The National African American Missions Conference (NAAMC) held its 5th annual conference June 22-24 at McClean Bible Church in Vienna, VA. The conference theme, “Send Me” was designed to minister to the hearts of African Americans who have an interest in serving as missionaries and to provide resources to help them as they go out on the mission field. It is a time when participants from around the world come together to strengthen their skills through networking, education, and training. The conference continues to grow exponentially each year.
Bishop Davin Perrin and Bruce Johnson were the conference hosts. NAAMC emerged from the partnership of Boundless Ministries Inc., formally Great Commission Global Ministries (GCGM) and SIM USA. The conference included speakers and exhibits which gave attendees opportunities to interact with various ministries and hear stories of the field.
Thursday night kicked off with powerful music from Jett Edwards and some of the members of his 1,000-voice Japan Mass Choir. In 2016, the choir was nominated for a Dove Award in 2016 for their album, Powerful, in the Traditional Gospel Album of the Year. Edwards and the choir created a highly charged atmosphere of both praise and worship.
Speaker Leslie Engelsen told attendees, “When you come across someone whose needs are bigger than us we need to step and ask Jesus ‘is that you speaking'” The Japan Mass Choir backed up Jett Edwards as he sang “God’s Grace,” which had the audience enthralled and led to several reprises before the benediction.
On Friday, Pastor Thabiti Anyabwile served as the morning’s plenary speaker. Workshops filled out the morning and afternoon and included such diverse topics as, Go as a Disciple-maker,” “How Does the church planting work on the Mission field?,” “Medical Missions for Non-Medical Personnel” and many others. Reverend Dr. Phillip Nelson was the plenary speaker in the afternoon.
Pastor John K. Jenkins, Sr., of First Baptist Church of Glenarden (FBCG) delivered the evening’s message. The FBCG choir, directed by Stellar Award winner, Stephen Hurd delivered two selections before Pastor Jenkins’s message. The message was both humorous and heartfelt as Pastor Jenkins shared how Bishop Perrin introduced him to the mission field and the various cultural differences he encountered. But the humor was tempered with Pastor Jenkins praising Bishop Perrin for his dedication to mobilizing African Americans for the mission field. “Only in eternity will you know the impact of what you’ve done and you’ll hear the master say, ‘well done.” Pastor Jenkins tearfully said .as Bishop Perrin was also overcome with emotion. It was a stirring moment.
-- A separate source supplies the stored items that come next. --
// SPDX-License-Identifier: BUSL-1.1
// Copyright (c) 2026 Alfred Jean LLC

//! Capture ingestion: one self-contained markdown file per thought.
//!
//! Ingest is non-blocking for the client: generate the dump ID, optionally
//! ask the runner for a short title, write the frontmatter document
//! atomically, and return.  The mirror commit happens afterwards as a
//! background task owned by the HTTP boundary.

use std::path::PathBuf;
use std::sync::Arc;

use anyhow::Context;
use chrono::{DateTime, Utc};
use serde::{Deserialize, Serialize};
use tokio::sync::Mutex;
use tracing::{info, warn};

use crate::config::ConfigManager;
use crate::runner;
use crate::sdk::SdkConnector;

/// Incoming capture payload.
#[derive(Debug, Clone, Deserialize)]
pub struct CaptureRequest {
    pub text: String,
    pub source: CaptureSource,
    pub input: CaptureInput,
    pub captured_at: DateTime<Utc>,
    pub context: CaptureContext,
}

#[derive(Debug, Clone, Copy, PartialEq, Eq, Serialize, Deserialize)]
#[serde(rename_all = "lowercase")]
pub enum CaptureSource {
    Iphone,
    Ipad,
    Mac,
}

impl CaptureSource {
    pub fn as_str(self) -> &'static str {
        match self {
            Self::Iphone => "iphone",
            Self::Ipad => "ipad",
            Self::Mac => "mac",
        }
    }
}

#[derive(Debug, Clone, Copy, PartialEq, Eq, Serialize, Deserialize)]
#[serde(rename_all = "lowercase")]
pub enum CaptureInput {
    Voice,
    Text,
}

#[derive(Debug, Clone, Serialize, Deserialize)]
pub struct CaptureContext {
    pub app: String,
    #[serde(default, skip_serializing_if = "Option::is_none")]
    pub location: Option<Location>,
}

#[derive(Debug, Clone, Serialize, Deserialize)]
pub struct Location {
    pub latitude: f64,
    pub longitude: f64,
}

/// Result of a successful ingest.
#[derive(Debug, Clone)]
pub struct CaptureOutcome {
    pub dump_id: String,
    pub relative_path: String,
}

#[derive(Serialize)]
struct CaptureFrontmatter<'a> {
    id: &'a str,
    captured_at: String,
    source: &'a str,
    input: CaptureInput,
    processed: bool,
    context: &'a CaptureContext,
}

/// Writes capture files into the configured inbox folder.
pub struct CaptureIngestor {
    config: Arc<ConfigManager>,
    connector: Arc<dyn SdkConnector>,
    vault_mutex: Arc<Mutex<()>>,
}

impl CaptureIngestor {
    pub fn new(
        config: Arc<ConfigManager>,
        connector: Arc<dyn SdkConnector>,
        vault_mutex: Arc<Mutex<()>>,
    ) -> Self {
        Self { config, connector, vault_mutex }
    }

    /// `{ISO8601 timestamp}-{source}`, e.g. `2025-12-21T14:30:00Z-iphone`.
    pub fn dump_id(captured_at: DateTime<Utc>, source: CaptureSource) -> String {
        format!("{}-{}", captured_at.format("%Y-%m-%dT%H:%M:%SZ"), source.as_str())
    }

    /// Write the capture file. The file exists on disk when this returns.
    pub async fn ingest(&self, request: &CaptureRequest) -> anyhow::Result<CaptureOutcome> {
        let config = self.config.snapshot().await;
        let dump_id = Self::dump_id(request.captured_at, request.source);
        info!(dump_id = %dump_id, "capture received");

        let title = if config.capture_file_pattern.contains("{title}") {
            let title = runner::generate_title(
                self.connector.as_ref(),
                &request.text,
                config.title_timeout(),
            )
            .await;
            match title {
                Some(ref title) => info!(dump_id = %dump_id, title = %title, "generated title"),
                None => warn!(dump_id = %dump_id, "title generation failed, omitting title"),
            }
            title
        } else {
            None
        };

        let file_name = capture_file_name(
            &config.capture_file_pattern,
            request.captured_at,
            request.source,
            title.as_deref(),
        );
        let relative_path = format!("{}/{}", config.inbox_folder.trim_end_matches('/'), file_name);
        let absolute: PathBuf = config.vault_path.join(&relative_path);

        let frontmatter = CaptureFrontmatter {
            id: &dump_id,
            captured_at: request.captured_at.format("%Y-%m-%dT%H:%M:%SZ").to_string(),
            source: request.source.as_str(),
            input: request.input,
            processed: false,
            context: &request.context,
        };
        let content = crate::frontmatter::format_document(&frontmatter, request.text.trim_end())?;

        // Vault write: serialize against the mirror and other writers.
        let _guard = self.vault_mutex.lock().await;
        let target = absolute.clone();
        tokio::task::spawn_blocking(move || atomic_write(&target, content.as_bytes()))
            .await
            .context("capture write task failed")??;

        info!(dump_id = %dump_id, path = %relative_path, "capture saved locally");
        Ok(CaptureOutcome { dump_id, relative_path })
    }
}

/// Fill the capture filename pattern.
///
/// `{date}` is the capture timestamp with `:` flattened for the filesystem,
/// `{source}` the device, `{title}` the generated slug (dropped, together
/// with its separator, when absent).
fn capture_file_name(
    pattern: &str,
    captured_at: DateTime<Utc>,
    source: CaptureSource,
    title: Option<&str>,
) -> String {
    let date = captured_at.format("%Y-%m-%dT%H-%M-%SZ").to_string();
    let mut name = pattern
        .replace("{date}", &date)
        .replace("{source}", source.as_str());
    name = match title.map(slugify).filter(|slug| !slug.is_empty()) {
        Some(slug) => name.replace("{title}", &slug),
        None => name.replace("-{title}", "").replace("{title}", ""),
    };
    if name.ends_with(".md") {
        name
    } else {
        format!("{name}.md")
    }
}

/// Filesystem-safe slug: lowercase, hyphen-separated, ascii-only.
fn slugify(title: &str) -> String {
    static PATTERN: std::sync::OnceLock<regex::Regex> = std::sync::OnceLock::new();
    let strip = PATTERN.get_or_init(|| {
        #[allow(clippy::unwrap_used)] // literal pattern, cannot fail
        regex::Regex::new(r"[^a-z0-9-]+").unwrap()
    });
    let lowered = title.trim().to_lowercase().replace([' ', '_'], "-");
    let stripped = strip.replace_all(&lowered, "");
    let mut slug = String::with_capacity(stripped.len());
    let mut last_hyphen = false;
    for ch in stripped.chars() {
        if ch == '-' {
            if !last_hyphen && !slug.is_empty() {
                slug.push('-');
            }
            last_hyphen = true;
        } else {
            slug.push(ch);
            last_hyphen = false;
        }
    }
    slug.trim_end_matches('-').to_owned()
}

/// Write-temp-then-rename so readers never observe a partial capture.
fn atomic_write(path: &std::path::Path, contents: &[u8]) -> anyhow::Result<()> {
    use std::io::Write;

    let parent = path.parent().context("capture path has no parent")?;
    std::fs::create_dir_all(parent)?;

    let tmp = path.with_extension("md.tmp");
    {
        let mut file = std::fs::File::create(&tmp)?;
        file.write_all(contents)?;
        file.sync_all()?;
    }
    std::fs::rename(&tmp, path)?;
    std::fs::File::open(parent)?.sync_all()?;
    Ok(())
}

#[cfg(test)]
#[path = "capture_tests.rs"]
mod tests;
The conference wrapped on Saturday with more workshops, and a panel discussion. The conference was actually three-fold in nature, as there were activities for adults, children, and youth. The children had an opportunity to “travel” to the countries of Haiti and Uganda, complete with their own “passports.” There were several experiential activities designed to encourage an interest in the mission field. The children’s conference was appropriately titled, “Send Me 2: Mission Adventure.” The youth heard hard hitting messages from other youth and young adults. On Saturday, the youth and children each went out on separate outreach activities in the surrounding communities.
This year’s conference included the announcement of the NAAMC Certification Program that will be launched in 2018. it will be ongoing program throughout the year and serve as a resource center for collaboration, networking, education, training and forming permanent partnerships in missions.